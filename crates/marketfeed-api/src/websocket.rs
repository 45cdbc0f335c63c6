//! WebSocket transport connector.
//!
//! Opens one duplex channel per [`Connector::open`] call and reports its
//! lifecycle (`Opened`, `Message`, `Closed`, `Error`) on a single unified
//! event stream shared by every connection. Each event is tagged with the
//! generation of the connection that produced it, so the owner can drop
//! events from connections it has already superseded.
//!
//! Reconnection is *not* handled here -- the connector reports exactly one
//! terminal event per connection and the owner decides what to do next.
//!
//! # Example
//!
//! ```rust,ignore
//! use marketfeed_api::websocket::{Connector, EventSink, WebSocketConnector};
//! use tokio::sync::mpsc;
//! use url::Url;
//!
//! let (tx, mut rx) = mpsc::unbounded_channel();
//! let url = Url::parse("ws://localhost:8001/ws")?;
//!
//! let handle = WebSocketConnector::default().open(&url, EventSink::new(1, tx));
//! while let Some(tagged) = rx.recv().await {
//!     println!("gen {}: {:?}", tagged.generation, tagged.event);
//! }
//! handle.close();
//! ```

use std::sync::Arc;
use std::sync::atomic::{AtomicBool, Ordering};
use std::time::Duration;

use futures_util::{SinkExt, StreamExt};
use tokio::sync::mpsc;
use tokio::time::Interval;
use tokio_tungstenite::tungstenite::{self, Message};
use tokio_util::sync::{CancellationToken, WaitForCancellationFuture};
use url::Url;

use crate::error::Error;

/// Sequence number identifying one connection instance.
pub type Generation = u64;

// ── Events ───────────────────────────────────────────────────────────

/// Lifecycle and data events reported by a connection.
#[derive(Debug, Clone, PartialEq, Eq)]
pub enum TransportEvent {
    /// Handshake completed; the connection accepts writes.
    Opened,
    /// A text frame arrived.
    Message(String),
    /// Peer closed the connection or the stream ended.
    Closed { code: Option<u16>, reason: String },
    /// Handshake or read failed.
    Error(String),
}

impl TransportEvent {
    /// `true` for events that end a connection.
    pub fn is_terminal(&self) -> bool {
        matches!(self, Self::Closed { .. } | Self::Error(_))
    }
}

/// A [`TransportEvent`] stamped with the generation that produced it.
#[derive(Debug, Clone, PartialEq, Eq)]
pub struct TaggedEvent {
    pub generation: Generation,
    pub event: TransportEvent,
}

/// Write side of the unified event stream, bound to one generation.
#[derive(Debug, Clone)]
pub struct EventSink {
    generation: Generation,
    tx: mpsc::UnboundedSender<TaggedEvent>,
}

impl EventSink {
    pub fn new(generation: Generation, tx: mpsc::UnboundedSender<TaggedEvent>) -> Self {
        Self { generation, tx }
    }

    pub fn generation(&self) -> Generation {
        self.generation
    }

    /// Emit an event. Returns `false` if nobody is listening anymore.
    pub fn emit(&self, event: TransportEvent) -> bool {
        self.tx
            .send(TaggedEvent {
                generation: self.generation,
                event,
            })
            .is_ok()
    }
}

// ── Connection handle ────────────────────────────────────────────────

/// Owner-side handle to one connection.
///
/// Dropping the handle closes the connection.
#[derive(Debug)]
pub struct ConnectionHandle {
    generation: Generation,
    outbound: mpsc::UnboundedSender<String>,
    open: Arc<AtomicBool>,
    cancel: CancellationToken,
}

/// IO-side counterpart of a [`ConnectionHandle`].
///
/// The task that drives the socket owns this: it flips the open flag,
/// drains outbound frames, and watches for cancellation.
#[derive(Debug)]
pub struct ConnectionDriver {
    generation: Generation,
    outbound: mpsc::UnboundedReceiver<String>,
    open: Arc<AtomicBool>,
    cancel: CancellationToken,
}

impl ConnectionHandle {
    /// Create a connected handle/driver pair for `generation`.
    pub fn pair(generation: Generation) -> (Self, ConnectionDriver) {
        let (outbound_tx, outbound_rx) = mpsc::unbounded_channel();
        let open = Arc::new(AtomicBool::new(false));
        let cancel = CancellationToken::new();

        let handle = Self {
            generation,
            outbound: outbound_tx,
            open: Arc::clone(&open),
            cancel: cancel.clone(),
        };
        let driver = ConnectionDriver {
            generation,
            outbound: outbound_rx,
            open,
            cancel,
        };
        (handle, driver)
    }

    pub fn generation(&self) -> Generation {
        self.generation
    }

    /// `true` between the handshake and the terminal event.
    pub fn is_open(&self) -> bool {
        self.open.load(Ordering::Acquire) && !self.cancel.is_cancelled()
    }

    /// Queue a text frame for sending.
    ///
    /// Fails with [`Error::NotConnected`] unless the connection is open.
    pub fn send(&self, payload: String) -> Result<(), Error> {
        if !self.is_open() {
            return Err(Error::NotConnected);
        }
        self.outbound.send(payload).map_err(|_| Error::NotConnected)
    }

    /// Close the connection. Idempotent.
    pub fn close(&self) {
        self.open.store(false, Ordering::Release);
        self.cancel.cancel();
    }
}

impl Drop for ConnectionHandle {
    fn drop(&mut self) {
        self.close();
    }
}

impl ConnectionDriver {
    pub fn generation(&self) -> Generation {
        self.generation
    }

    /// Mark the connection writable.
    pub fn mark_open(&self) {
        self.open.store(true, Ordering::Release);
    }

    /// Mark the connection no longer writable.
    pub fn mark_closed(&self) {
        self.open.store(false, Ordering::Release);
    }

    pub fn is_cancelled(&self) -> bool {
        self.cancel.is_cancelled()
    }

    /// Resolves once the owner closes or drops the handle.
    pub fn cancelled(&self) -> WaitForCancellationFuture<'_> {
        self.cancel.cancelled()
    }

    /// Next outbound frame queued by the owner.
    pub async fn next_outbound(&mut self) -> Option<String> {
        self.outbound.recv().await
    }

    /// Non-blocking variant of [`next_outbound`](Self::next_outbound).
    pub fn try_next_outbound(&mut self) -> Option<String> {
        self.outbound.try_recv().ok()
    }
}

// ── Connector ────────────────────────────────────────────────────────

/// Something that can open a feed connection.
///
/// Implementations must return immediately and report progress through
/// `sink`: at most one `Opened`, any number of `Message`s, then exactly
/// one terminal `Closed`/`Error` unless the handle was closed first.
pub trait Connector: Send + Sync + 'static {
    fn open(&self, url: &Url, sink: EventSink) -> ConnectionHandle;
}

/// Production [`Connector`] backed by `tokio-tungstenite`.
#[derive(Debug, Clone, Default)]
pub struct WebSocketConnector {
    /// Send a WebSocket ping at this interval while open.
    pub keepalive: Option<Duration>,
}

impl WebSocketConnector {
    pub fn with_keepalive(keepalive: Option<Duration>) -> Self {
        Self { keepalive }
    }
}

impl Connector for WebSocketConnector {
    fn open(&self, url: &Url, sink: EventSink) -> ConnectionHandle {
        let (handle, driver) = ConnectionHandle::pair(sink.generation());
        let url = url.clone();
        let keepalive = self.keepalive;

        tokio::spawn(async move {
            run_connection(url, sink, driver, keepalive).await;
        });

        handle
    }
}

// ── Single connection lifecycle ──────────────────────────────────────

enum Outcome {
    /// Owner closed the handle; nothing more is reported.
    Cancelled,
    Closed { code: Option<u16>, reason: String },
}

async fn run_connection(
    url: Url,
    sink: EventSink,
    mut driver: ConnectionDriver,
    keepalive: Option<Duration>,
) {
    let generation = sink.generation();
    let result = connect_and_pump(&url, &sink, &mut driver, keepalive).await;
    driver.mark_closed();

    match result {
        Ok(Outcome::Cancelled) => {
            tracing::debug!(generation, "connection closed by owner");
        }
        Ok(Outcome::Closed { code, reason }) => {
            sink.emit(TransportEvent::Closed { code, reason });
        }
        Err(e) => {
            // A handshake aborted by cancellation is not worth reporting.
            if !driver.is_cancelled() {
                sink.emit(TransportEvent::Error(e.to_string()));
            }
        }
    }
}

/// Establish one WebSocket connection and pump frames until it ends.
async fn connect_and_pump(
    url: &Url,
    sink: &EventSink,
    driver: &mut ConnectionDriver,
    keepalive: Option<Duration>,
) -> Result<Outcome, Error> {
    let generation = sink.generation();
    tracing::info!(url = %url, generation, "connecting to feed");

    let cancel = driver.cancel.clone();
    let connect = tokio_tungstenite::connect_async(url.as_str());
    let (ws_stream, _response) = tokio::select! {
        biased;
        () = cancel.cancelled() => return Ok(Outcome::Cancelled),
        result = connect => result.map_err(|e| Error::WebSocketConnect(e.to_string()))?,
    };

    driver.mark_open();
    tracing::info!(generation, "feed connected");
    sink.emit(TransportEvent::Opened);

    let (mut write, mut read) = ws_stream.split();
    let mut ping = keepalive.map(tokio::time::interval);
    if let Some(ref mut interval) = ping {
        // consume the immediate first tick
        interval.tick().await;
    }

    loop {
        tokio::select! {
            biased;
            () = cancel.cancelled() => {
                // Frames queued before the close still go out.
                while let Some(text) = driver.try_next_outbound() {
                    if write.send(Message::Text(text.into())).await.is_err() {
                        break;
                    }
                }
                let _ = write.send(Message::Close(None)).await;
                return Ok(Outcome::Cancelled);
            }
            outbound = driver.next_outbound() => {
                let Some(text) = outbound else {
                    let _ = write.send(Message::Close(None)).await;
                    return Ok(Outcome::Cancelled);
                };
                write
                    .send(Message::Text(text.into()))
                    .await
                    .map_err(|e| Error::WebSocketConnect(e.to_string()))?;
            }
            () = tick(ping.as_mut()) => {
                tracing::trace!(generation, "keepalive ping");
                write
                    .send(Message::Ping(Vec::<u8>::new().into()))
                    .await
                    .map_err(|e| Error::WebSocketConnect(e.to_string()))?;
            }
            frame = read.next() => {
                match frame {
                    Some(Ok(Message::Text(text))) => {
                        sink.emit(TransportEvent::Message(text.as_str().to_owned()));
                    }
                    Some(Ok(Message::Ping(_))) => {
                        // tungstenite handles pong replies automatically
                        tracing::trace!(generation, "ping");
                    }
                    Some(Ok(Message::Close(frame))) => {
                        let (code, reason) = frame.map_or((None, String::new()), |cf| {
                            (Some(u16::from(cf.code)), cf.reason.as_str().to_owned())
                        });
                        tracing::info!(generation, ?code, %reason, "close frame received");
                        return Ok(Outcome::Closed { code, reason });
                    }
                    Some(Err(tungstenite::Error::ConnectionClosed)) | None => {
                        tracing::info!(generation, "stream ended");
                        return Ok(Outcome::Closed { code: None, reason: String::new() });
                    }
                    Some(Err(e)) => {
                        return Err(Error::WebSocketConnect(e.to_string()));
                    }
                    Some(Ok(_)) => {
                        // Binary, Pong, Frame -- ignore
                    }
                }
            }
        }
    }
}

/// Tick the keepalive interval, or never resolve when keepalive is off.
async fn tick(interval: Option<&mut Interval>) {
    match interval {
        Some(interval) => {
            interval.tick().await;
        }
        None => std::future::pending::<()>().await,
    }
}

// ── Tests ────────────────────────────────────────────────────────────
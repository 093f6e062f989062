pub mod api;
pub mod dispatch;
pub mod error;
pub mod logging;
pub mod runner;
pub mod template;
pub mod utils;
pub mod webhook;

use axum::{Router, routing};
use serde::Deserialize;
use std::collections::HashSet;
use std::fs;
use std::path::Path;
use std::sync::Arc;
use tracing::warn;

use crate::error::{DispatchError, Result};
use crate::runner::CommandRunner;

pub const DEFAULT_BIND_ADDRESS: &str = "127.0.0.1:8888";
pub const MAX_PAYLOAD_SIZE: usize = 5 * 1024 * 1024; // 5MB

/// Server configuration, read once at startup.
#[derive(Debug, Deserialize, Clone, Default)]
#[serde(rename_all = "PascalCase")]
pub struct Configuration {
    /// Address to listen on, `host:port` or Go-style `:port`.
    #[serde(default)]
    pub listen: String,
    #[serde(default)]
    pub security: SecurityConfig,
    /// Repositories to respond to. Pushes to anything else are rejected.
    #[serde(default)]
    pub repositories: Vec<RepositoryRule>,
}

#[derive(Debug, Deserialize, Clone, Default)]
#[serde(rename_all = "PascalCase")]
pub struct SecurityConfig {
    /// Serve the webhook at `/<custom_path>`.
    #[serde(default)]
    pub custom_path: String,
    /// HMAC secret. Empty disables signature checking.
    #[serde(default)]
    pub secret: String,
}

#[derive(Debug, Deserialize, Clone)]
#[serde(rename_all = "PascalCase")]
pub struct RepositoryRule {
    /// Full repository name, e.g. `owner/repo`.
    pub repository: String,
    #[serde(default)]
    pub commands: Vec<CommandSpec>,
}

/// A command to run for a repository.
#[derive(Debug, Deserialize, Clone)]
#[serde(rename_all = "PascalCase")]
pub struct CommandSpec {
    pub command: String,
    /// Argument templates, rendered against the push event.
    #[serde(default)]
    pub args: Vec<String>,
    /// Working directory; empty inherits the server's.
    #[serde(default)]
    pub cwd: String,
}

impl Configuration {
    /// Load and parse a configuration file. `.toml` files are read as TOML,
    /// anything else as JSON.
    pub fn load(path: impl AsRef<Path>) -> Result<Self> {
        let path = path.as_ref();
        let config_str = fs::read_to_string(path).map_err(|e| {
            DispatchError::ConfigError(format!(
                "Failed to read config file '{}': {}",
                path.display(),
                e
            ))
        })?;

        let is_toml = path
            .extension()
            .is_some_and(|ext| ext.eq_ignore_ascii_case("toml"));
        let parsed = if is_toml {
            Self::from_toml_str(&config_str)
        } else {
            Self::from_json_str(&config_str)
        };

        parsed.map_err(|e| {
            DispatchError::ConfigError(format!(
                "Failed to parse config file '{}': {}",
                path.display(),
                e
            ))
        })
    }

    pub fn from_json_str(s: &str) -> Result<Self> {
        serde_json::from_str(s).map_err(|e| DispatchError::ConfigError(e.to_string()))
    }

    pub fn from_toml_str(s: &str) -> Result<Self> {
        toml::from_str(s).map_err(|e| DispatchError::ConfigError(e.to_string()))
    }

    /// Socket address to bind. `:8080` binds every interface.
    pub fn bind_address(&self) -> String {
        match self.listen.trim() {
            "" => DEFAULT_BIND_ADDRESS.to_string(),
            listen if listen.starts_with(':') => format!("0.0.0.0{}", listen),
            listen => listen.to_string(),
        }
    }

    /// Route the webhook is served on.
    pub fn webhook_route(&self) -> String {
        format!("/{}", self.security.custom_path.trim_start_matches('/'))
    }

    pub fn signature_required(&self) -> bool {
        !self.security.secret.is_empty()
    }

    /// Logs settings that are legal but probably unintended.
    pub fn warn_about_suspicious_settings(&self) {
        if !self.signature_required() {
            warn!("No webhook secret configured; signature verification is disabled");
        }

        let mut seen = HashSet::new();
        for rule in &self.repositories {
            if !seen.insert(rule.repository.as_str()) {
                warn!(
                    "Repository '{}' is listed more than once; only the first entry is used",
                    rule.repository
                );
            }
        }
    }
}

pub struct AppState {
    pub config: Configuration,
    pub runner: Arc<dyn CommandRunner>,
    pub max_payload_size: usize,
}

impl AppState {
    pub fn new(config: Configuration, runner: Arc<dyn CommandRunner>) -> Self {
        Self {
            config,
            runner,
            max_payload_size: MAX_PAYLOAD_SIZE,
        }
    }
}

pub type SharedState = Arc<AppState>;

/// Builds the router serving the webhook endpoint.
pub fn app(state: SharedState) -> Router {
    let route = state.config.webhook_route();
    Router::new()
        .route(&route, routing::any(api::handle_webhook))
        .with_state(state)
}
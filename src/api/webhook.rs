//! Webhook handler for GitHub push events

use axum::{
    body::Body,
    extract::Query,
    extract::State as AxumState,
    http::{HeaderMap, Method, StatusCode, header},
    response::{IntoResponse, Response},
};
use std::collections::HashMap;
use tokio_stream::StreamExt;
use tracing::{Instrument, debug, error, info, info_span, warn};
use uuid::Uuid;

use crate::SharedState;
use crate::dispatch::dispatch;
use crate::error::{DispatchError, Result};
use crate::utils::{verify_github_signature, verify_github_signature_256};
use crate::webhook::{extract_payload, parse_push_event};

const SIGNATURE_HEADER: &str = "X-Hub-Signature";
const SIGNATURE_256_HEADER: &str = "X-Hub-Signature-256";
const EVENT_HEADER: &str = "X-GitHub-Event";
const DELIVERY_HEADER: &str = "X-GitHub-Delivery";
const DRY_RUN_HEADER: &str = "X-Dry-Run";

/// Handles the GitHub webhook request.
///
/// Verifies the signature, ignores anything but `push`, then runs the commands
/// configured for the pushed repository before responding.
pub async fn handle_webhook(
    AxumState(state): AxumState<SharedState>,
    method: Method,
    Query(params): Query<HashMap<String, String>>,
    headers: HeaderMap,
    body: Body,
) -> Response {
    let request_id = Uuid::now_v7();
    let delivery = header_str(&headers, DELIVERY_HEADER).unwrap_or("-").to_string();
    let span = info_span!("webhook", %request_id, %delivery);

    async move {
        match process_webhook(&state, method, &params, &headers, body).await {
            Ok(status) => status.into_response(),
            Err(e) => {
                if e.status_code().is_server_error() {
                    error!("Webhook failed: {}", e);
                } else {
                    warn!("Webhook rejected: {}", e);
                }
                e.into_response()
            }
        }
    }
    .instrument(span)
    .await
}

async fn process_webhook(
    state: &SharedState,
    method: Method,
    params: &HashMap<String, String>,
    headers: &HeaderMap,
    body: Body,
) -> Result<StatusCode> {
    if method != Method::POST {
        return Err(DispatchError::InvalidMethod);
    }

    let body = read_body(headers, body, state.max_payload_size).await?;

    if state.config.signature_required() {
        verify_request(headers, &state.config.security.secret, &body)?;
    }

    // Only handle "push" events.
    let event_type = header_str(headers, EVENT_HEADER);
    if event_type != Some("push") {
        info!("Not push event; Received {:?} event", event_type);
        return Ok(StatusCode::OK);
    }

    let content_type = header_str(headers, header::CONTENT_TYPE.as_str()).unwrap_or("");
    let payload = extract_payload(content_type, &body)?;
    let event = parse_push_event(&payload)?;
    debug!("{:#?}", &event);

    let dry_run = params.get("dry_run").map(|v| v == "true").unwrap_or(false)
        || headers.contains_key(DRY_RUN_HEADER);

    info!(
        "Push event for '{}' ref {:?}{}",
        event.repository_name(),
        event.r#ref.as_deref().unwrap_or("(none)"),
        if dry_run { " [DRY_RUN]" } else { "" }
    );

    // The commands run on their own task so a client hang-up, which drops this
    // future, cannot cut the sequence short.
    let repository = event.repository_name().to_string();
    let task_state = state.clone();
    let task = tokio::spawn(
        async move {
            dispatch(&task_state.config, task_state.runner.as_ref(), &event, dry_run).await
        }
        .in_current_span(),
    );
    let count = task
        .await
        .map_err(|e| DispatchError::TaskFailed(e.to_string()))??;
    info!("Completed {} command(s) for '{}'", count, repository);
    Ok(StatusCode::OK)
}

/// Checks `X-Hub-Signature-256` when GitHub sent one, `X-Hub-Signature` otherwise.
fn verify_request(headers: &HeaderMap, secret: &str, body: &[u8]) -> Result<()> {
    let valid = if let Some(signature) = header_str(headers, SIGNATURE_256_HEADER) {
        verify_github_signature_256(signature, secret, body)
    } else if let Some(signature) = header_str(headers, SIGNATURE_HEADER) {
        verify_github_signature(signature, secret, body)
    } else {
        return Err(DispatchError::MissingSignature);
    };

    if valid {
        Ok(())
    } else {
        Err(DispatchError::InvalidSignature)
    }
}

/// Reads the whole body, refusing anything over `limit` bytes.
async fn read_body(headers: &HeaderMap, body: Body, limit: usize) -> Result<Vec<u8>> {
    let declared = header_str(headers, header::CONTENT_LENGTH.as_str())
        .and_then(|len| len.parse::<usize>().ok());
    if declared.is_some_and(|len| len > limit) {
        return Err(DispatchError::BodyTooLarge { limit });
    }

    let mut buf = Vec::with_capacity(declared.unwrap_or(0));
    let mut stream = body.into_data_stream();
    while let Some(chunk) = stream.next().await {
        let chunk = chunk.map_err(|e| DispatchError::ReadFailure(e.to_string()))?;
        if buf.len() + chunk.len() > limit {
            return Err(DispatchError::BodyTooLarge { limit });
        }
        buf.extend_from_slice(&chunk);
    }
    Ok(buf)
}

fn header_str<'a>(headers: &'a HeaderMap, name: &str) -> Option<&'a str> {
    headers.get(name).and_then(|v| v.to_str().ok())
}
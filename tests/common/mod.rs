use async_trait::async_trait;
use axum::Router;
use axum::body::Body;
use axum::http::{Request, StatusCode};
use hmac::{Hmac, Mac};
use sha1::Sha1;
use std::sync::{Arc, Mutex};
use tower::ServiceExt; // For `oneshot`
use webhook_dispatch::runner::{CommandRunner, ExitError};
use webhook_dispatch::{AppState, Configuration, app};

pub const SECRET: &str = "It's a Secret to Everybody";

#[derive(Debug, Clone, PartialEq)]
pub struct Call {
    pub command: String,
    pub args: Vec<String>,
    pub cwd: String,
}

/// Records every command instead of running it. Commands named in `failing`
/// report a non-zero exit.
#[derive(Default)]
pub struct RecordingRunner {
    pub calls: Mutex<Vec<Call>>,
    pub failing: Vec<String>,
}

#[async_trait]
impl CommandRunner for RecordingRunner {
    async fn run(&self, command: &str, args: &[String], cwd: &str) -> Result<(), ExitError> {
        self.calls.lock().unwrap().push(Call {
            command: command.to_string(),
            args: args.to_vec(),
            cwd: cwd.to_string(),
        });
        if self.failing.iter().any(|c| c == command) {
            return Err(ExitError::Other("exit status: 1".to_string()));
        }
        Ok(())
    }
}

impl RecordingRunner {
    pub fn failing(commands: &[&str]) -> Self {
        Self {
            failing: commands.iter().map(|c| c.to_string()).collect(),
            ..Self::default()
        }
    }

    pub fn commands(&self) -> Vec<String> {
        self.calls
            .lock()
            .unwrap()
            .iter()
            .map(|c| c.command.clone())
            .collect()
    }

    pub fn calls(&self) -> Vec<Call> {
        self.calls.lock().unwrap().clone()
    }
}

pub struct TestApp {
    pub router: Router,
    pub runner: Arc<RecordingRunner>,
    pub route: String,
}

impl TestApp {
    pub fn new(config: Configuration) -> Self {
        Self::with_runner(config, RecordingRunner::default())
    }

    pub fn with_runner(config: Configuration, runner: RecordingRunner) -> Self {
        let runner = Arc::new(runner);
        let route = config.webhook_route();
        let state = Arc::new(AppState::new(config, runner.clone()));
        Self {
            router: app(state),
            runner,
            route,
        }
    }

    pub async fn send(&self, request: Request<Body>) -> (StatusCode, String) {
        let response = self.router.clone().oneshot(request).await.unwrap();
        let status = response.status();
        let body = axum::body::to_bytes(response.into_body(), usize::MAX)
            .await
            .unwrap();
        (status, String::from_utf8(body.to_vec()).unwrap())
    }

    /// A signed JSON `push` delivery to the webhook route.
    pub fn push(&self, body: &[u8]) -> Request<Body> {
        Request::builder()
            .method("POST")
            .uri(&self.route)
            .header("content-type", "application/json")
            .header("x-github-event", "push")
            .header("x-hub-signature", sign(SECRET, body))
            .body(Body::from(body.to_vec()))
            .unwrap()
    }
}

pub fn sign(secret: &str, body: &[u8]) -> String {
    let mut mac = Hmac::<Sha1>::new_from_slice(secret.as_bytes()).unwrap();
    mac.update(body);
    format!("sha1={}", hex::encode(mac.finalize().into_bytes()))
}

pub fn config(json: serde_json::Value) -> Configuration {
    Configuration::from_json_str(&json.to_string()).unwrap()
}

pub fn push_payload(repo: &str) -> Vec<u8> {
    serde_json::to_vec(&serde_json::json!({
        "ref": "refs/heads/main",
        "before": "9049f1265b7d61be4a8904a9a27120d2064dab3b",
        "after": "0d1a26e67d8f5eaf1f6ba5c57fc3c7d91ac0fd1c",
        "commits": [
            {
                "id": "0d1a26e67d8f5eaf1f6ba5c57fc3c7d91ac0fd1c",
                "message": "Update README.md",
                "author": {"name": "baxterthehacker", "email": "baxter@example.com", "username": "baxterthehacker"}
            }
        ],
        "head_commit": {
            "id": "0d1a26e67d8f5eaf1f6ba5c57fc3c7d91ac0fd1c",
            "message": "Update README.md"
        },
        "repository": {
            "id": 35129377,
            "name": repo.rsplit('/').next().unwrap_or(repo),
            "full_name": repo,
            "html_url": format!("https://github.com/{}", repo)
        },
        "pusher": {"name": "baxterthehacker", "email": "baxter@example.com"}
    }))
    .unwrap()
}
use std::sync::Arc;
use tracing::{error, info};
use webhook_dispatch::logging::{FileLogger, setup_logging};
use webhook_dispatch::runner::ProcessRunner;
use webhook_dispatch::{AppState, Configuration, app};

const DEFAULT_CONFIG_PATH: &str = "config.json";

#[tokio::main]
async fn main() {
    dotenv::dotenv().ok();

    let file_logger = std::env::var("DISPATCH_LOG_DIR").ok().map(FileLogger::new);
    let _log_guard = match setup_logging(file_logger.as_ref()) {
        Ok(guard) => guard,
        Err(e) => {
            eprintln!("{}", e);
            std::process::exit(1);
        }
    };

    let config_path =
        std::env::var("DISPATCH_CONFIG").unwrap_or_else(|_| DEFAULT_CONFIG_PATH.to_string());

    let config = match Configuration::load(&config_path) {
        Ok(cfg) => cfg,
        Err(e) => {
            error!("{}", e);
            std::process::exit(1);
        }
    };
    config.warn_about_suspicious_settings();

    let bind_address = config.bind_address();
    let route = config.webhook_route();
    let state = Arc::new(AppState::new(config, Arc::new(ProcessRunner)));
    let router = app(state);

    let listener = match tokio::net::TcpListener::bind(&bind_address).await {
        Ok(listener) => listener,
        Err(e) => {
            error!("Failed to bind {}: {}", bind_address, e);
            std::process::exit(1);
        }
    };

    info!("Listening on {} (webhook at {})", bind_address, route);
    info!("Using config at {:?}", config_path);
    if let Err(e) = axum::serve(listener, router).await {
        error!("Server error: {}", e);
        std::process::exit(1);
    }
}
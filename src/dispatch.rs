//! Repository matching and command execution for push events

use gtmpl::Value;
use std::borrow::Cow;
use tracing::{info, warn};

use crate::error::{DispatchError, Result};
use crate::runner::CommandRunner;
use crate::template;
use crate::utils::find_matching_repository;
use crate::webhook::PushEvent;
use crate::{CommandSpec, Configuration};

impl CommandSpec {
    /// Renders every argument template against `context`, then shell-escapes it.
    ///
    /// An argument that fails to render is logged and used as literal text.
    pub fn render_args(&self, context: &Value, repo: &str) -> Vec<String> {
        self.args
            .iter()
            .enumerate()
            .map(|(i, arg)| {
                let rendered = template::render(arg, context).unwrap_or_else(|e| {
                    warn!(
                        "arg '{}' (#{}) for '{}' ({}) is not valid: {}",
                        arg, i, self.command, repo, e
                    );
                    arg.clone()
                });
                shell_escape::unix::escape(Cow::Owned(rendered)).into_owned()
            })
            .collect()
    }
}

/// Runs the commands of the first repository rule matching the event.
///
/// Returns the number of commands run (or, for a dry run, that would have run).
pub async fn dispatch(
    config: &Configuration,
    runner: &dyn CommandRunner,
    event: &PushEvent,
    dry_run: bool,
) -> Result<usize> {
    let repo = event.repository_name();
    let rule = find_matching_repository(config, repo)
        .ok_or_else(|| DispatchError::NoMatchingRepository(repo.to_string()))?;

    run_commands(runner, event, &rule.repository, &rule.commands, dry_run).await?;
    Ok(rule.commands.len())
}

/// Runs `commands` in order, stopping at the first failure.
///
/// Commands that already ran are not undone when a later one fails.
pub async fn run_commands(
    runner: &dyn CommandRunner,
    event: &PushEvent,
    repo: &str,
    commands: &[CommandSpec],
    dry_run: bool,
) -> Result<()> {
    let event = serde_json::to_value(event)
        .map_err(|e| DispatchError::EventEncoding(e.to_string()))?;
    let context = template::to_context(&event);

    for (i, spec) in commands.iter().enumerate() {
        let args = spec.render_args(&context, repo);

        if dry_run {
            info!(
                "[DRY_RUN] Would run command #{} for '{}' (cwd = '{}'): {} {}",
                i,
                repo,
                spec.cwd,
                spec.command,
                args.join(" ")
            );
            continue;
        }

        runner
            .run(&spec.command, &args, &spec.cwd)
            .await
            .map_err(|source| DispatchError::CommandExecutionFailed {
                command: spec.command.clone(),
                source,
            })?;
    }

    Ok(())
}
^^^^^^^^^^^^^^^^
:: Prompt ::
Keep to the lines above, from the first one through the line where "use tokio::time::Interval;" appears, and copy them exactly.

:: Reply to the exercise ::
filename crates/marketfeed-api/src/websocket.rs
repository 45cdbc0f335c63c6
//! WebSocket transport connector.
//!
//! Opens one duplex channel per [`Connector::open`] call and reports its
//! lifecycle (`Opened`, `Message`, `Closed`, `Error`) on a single unified
//! event stream shared by every connection. Each event is tagged with the
//! generation of the connection that produced it, so the owner can drop
//! events from connections it has already superseded.
//!
//! Reconnection is *not* handled here -- the connector reports exactly one
//! terminal event per connection and the owner decides what to do next.
//!
//! # Example
//!
//! ```rust,ignore
//! use marketfeed_api::websocket::{Connector, EventSink, WebSocketConnector};
//! use tokio::sync::mpsc;
//! use url::Url;
//!
//! let (tx, mut rx) = mpsc::unbounded_channel();
//! let url = Url::parse("ws://localhost:8001/ws")?;
//!
//! let handle = WebSocketConnector::default().open(&url, EventSink::new(1, tx));
//! while let Some(tagged) = rx.recv().await {
//!     println!("gen {}: {:?}", tagged.generation, tagged.event);
//! }
//! handle.close();
//! ```

use std::sync::Arc;
use std::sync::atomic::{AtomicBool, Ordering};
use std::time::Duration;

use futures_util::{SinkExt, StreamExt};
use tokio::sync::mpsc;
use tokio::time::Interval;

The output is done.